* [Directions] Working from the records below, repeat exactly the lines starting at the line that contains "use rayon::prelude::*;" and ending at the line that contains "impl<S: Clone + Send + Sync + Debug> Cutter<S>", inclusive.

* [Input material]
_____
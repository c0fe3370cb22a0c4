//! Greedy tracing of closed vertex loops along marked boundary edges.
//!
//! The walk never backtracks. A vertex where the marked edges branch is
//! reported and abandoned rather than guessed through, so a boundary with a
//! junction yields no loop at all for the branch that hit it.

use crate::mesh::{Edge, Mesh};
use hashbrown::{HashMap, HashSet};
use std::fmt::{self, Debug};

/// The marked subset of a mesh's edges.
pub type EdgeMarks = HashSet<Edge>;

/// Mark every edge that does not border exactly two polygons.
pub fn mark_non_manifold<S: Clone + Send + Sync + Debug>(mesh: &Mesh<S>) -> EdgeMarks {
    mesh.non_manifold_edges().into_iter().collect()
}

/// Why part of the marked boundary produced no loop.
#[derive(Debug, Clone, Copy, PartialEq, Eq)]
pub enum TraceIssue {
    /// The walk from `start` ran out of marked edges at `stalled_at`
    OpenChain { start: usize, stalled_at: usize },
    /// `vertex` has `branches` marked edges, more than a simple loop allows
    Ambiguous { vertex: usize, branches: usize },
}

impl fmt::Display for TraceIssue {
    fn fmt(&self, f: &mut fmt::Formatter<'_>) -> fmt::Result {
        match self {
            TraceIssue::OpenChain { start, stalled_at } => {
                write!(f, "open boundary chain from vertex {start} stops at vertex {stalled_at}")
            },
            TraceIssue::Ambiguous { vertex, branches } => {
                write!(f, "boundary branches {branches} ways at vertex {vertex}")
            },
        }
    }
}

#[derive(Debug, Clone, Default, PartialEq, Eq)]
pub struct TraceResult {
    /// Closed loops, each listing its vertices once in walking order
    pub loops: Vec<Vec<usize>>,
    pub issues: Vec<TraceIssue>,
}

/// Extract closed loops from the marked edges.
///
/// Edges are visited in sorted order so results are deterministic. Each walk
/// starts at the lower endpoint of an unvisited edge and follows the single
/// other marked edge at each vertex until it returns to the start (a loop of
/// at least three vertices), finds no continuation (an open chain) or finds
/// several (an ambiguous junction).
pub fn trace_loops(marked: &EdgeMarks) -> TraceResult {
    let mut incident: HashMap<usize, Vec<Edge>> = HashMap::new();
    for edge in marked {
        incident.entry(edge.0).or_default().push(*edge);
        incident.entry(edge.1).or_default().push(*edge);
    }
    let degree = |v: usize| incident.get(&v).map_or(0, Vec::len);

    let mut edges: Vec<Edge> = marked.iter().copied().collect();
    edges.sort_unstable();

    let mut visited: HashSet<Edge> = HashSet::with_capacity(edges.len());
    let mut result = TraceResult::default();

    for first in edges {
        if !visited.insert(first) {
            continue;
        }
        let start = first.0;
        if degree(start) > 2 {
            result.issues.push(TraceIssue::Ambiguous {
                vertex: start,
                branches: degree(start),
            });
            continue;
        }

        let mut walk = vec![start];
        let mut arriving = first;
        let mut current = first.1;

        loop {
            if current == start {
                if walk.len() >= 3 {
                    result.loops.push(walk);
                }
                break;
            }
            walk.push(current);

            let candidates: Vec<Edge> = incident
                .get(&current)
                .map(|edges| edges.iter().copied().filter(|e| *e != arriving).collect())
                .unwrap_or_default();

            let next = match candidates.as_slice() {
                [] => {
                    result.issues.push(TraceIssue::OpenChain {
                        start,
                        stalled_at: current,
                    });
                    break;
                },
                [only] => *only,
                _ => {
                    result.issues.push(TraceIssue::Ambiguous {
                        vertex: current,
                        branches: candidates.len() + 1,
                    });
                    break;
                },
            };
            if !visited.insert(next) {
                // Joined a walk that was already abandoned
                result.issues.push(TraceIssue::OpenChain {
                    start,
                    stalled_at: current,
                });
                break;
            }

            let Some(other) = next.other(current) else {
                break;
            };
            arriving = next;
            current = other;
        }
    }

    for issue in &result.issues {
        log::debug!("loop tracer: {issue}");
    }
    result
}
//! Driving the eight octant pipelines and collecting their parts.
//!
//! ```rust
//! # use octacut::config::CutConfig;
//! # use octacut::cutter::{SourceModel, cut};
//! # use octacut::mesh::Mesh;
//! # use nalgebra::{Point3, Vector3};
//! let cube = Mesh::<()>::cuboid(Point3::origin(), Vector3::repeat(1.0), None);
//! let outcome = cut(&SourceModel::new("Cube", cube), &CutConfig::default()).unwrap();
//! assert_eq!(outcome.parts.len(), 8);
//! assert_eq!(outcome.parts[0].name, "Cube_right_front_top");
//! ```

use crate::boolean::{BooleanSolver, BspSolver, extract};
use crate::config::CutConfig;
use crate::connector::add_connectors;
use crate::diagnostics::Diagnostics;
use crate::errors::{CutError, ExtractError};
use crate::float_types::Real;
use crate::mesh::Mesh;
use crate::octant::{CuttingVolume, OctantDescriptor, Partition, partition};
use crate::repair::{ManifoldRepairEngine, RepairReport};
use nalgebra::{Matrix4, Point3};
use std::fmt::Debug;

#[cfg(feature = "parallel")]
use rayon::prelude::*;

/// The object being cut: a named mesh plus the transform still pending on it.
#[derive(Debug, Clone)]
pub struct SourceModel<S: Clone + Send + Sync + Debug> {
    pub name: String,
    pub mesh: Mesh<S>,
    /// Object-to-world transform, baked into the vertices before cutting
    pub transform: Matrix4<Real>,
}

impl<S: Clone + Send + Sync + Debug> SourceModel<S> {
    pub fn new(name: impl Into<String>, mesh: Mesh<S>) -> Self {
        Self {
            name: name.into(),
            mesh,
            transform: Matrix4::identity(),
        }
    }

    pub fn with_transform(mut self, transform: Matrix4<Real>) -> Self {
        self.transform = transform;
        self
    }
}

/// One finished octant.
#[derive(Debug, Clone)]
pub struct Part<S: Clone + Send + Sync + Debug> {
    /// `<source>_<octant>`
    pub name: String,
    pub octant: OctantDescriptor,
    /// Geometry recentred on its own bounds
    pub mesh: Mesh<S>,
    /// World-space position of the mesh origin
    pub origin: Point3<Real>,
    pub repair: RepairReport,
}

#[derive(Debug, Clone)]
pub struct CutOutcome<S: Clone + Send + Sync + Debug> {
    /// Parts in octant order, at most eight
    pub parts: Vec<Part<S>>,
    pub diagnostics: Diagnostics,
    /// Names to select afterwards: the parts, or the source alone if none succeeded
    pub selection: Vec<String>,
    /// Placement of the cutting volumes that were used
    pub partition: Partition,
}

/// Cuts source models into octants with a fixed configuration and backend.
pub struct Cutter<S: Clone + Send + Sync + Debug> {
    config: CutConfig,
    solver: Box<dyn BooleanSolver<S>>,
    repair: ManifoldRepairEngine,
}

impl<S: Clone + Send + Sync + Debug + 'static> Cutter<S> {
    /// A cutter backed by [`BspSolver`].
    pub fn new(config: CutConfig) -> Self {
        Self {
            config,
            solver: Box::new(BspSolver::new()),
            repair: ManifoldRepairEngine::new(),
        }
    }
}

impl<S: Clone + Send + Sync + Debug> Cutter<S> {
    pub fn with_solver(mut self, solver: impl BooleanSolver<S> + 'static) -> Self {
        self.solver = Box::new(solver);
        self
    }

    pub fn with_repair(mut self, repair: ManifoldRepairEngine) -> Self {
        self.repair = repair;
        self
    }

    /// Cut `source` into up to eight parts.
    ///
    /// Only the preconditions fail the call: an empty mesh or a singular
    /// transform. Anything that goes wrong inside one octant is reported in
    /// [`CutOutcome::diagnostics`] and that octant is left out.
    pub fn cut(&self, source: &SourceModel<S>) -> Result<CutOutcome<S>, CutError> {
        let world = source
            .mesh
            .transform(&source.transform)
            .ok_or_else(|| CutError::NonInvertibleTransform {
                name: source.name.clone(),
            })?;
        if world.polygons.is_empty() {
            return Err(CutError::EmptyMesh {
                name: source.name.clone(),
            });
        }

        let partition = partition(&world.bounding_box(), self.config.scale_factor());
        log::debug!(
            "{}: bounds centre {:?}, half size {:?}",
            source.name,
            partition.center,
            partition.half_size
        );

        #[cfg(feature = "parallel")]
        let results: Vec<(Option<Part<S>>, Diagnostics)> = partition
            .volumes
            .par_iter()
            .map(|volume| self.cut_octant(&source.name, &world, volume))
            .collect();
        #[cfg(not(feature = "parallel"))]
        let results: Vec<(Option<Part<S>>, Diagnostics)> = partition
            .volumes
            .iter()
            .map(|volume| self.cut_octant(&source.name, &world, volume))
            .collect();

        let mut diagnostics = Diagnostics::new();
        let mut parts = Vec::with_capacity(8);
        for (part, mut notes) in results {
            diagnostics.append(&mut notes);
            parts.extend(part);
        }

        let selection = if parts.is_empty() {
            diagnostics.error(
                Some(source.name.as_str()),
                "cutting produced no usable geometry; the original object is unchanged",
            );
            vec![source.name.clone()]
        } else {
            diagnostics.info(None, format!("Model cut into {} manifold parts", parts.len()));
            parts.iter().map(|p| p.name.clone()).collect()
        };

        Ok(CutOutcome {
            parts,
            diagnostics,
            selection,
            partition,
        })
    }

    /// One octant's pipeline. Never fails; problems become diagnostics.
    fn cut_octant(
        &self,
        source_name: &str,
        world: &Mesh<S>,
        volume: &CuttingVolume,
    ) -> (Option<Part<S>>, Diagnostics) {
        let name = format!("{source_name}_{}", volume.octant.name());
        let mut notes = Diagnostics::new();

        let mut cutter_mesh = volume.to_mesh::<S>();
        add_connectors(
            &mut cutter_mesh,
            volume,
            &self.config.connector,
            self.config.normal_tolerance,
        );

        let extraction = match extract(world, &cutter_mesh, self.solver.as_ref(), &self.repair) {
            Ok(extraction) => extraction,
            Err(ExtractError::EmptyResult) => {
                notes.warning(
                    Some(name.as_str()),
                    "boolean intersection produced no geometry, skipped",
                );
                return (None, notes);
            },
            Err(ExtractError::Boolean(err)) => {
                notes.warning(Some(name.as_str()), format!("boolean failed: {err}"));
                return (None, notes);
            },
        };

        let mut mesh = extraction.mesh;
        let report = extraction.repair;
        if !report.is_watertight() {
            notes.warning(
                Some(name.as_str()),
                format!(
                    "{} non-manifold edges remain after repair",
                    report.residual_open_edges
                ),
            );
        }

        let origin = mesh.recenter_to_bounds();
        (
            Some(Part {
                name,
                octant: volume.octant,
                mesh,
                origin,
                repair: report,
            }),
            notes,
        )
    }
}

/// Cut `source` with the default backend.
pub fn cut<S: Clone + Send + Sync + Debug + 'static>(
    source: &SourceModel<S>,
    config: &CutConfig,
) -> Result<CutOutcome<S>, CutError> {
    Cutter::new(*config).cut(source)
}

#[cfg(test)]
mod tests {
    use super::*;
    use crate::diagnostics::Severity;
    use crate::errors::BooleanError;
    use nalgebra::Vector3;

    struct Refuses;

    impl BooleanSolver<()> for Refuses {
        fn intersect(&self, _: &Mesh<()>, _: &Mesh<()>) -> Result<Mesh<()>, BooleanError> {
            Err(BooleanError::SolverError("refused".into()))
        }
    }

    fn cube_model() -> SourceModel<()> {
        SourceModel::new(
            "Cube",
            Mesh::cuboid(Point3::origin(), Vector3::repeat(1.0), None),
        )
    }

    #[test]
    fn empty_mesh_is_rejected() {
        let err = cut(&SourceModel::new("Empty", Mesh::<()>::new()), &CutConfig::default())
            .unwrap_err();
        assert_eq!(err, CutError::EmptyMesh { name: "Empty".into() });
    }

    #[test]
    fn singular_transform_is_rejected() {
        let model = cube_model().with_transform(Matrix4::new_nonuniform_scaling(&Vector3::new(
            1.0, 0.0, 1.0,
        )));
        assert!(matches!(
            cut(&model, &CutConfig::default()),
            Err(CutError::NonInvertibleTransform { .. })
        ));
    }

    #[test]
    fn failing_solver_selects_the_source() {
        let outcome = Cutter::new(CutConfig::default())
            .with_solver(Refuses)
            .cut(&cube_model())
            .expect("preconditions hold");
        assert!(outcome.parts.is_empty());
        assert_eq!(outcome.selection, vec!["Cube".to_string()]);
        assert_eq!(outcome.diagnostics.count(Severity::Warning), 8);
        assert!(outcome.diagnostics.has_errors());
    }

    #[test]
    fn transform_is_baked_before_partitioning() {
        let model = cube_model().with_transform(Matrix4::new_translation(&Vector3::new(
            5.0, 0.0, 0.0,
        )));
        let outcome = cut(&model, &CutConfig::default()).expect("cut succeeds");
        assert!((outcome.partition.center.x - 5.0).abs() < 1e-9);
        // Source mesh itself is still at the origin
        assert!(model.mesh.bounding_box().center().coords.norm() < 1e-9);
    }
}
_____
* [Answer to the exercise]
use rayon::prelude::*;

/// The object being cut: a named mesh plus the transform still pending on it.
#[derive(Debug, Clone)]
pub struct SourceModel<S: Clone + Send + Sync + Debug> {
    pub name: String,
    pub mesh: Mesh<S>,
    /// Object-to-world transform, baked into the vertices before cutting
    pub transform: Matrix4<Real>,
}

impl<S: Clone + Send + Sync + Debug> SourceModel<S> {
    pub fn new(name: impl Into<String>, mesh: Mesh<S>) -> Self {
        Self {
            name: name.into(),
            mesh,
            transform: Matrix4::identity(),
        }
    }

    pub fn with_transform(mut self, transform: Matrix4<Real>) -> Self {
        self.transform = transform;
        self
    }
}

/// One finished octant.
#[derive(Debug, Clone)]
pub struct Part<S: Clone + Send + Sync + Debug> {
    /// `<source>_<octant>`
    pub name: String,
    pub octant: OctantDescriptor,
    /// Geometry recentred on its own bounds
    pub mesh: Mesh<S>,
    /// World-space position of the mesh origin
    pub origin: Point3<Real>,
    pub repair: RepairReport,
}

#[derive(Debug, Clone)]
pub struct CutOutcome<S: Clone + Send + Sync + Debug> {
    /// Parts in octant order, at most eight
    pub parts: Vec<Part<S>>,
    pub diagnostics: Diagnostics,
    /// Names to select afterwards: the parts, or the source alone if none succeeded
    pub selection: Vec<String>,
    /// Placement of the cutting volumes that were used
    pub partition: Partition,
}

/// Cuts source models into octants with a fixed configuration and backend.
pub struct Cutter<S: Clone + Send + Sync + Debug> {
    config: CutConfig,
    solver: Box<dyn BooleanSolver<S>>,
    repair: ManifoldRepairEngine,
}

impl<S: Clone + Send + Sync + Debug + 'static> Cutter<S> {
    /// A cutter backed by [`BspSolver`].
    pub fn new(config: CutConfig) -> Self {
        Self {
            config,
            solver: Box::new(BspSolver::new()),
            repair: ManifoldRepairEngine::new(),
        }
    }
}

impl<S: Clone + Send + Sync + Debug> Cutter<S> {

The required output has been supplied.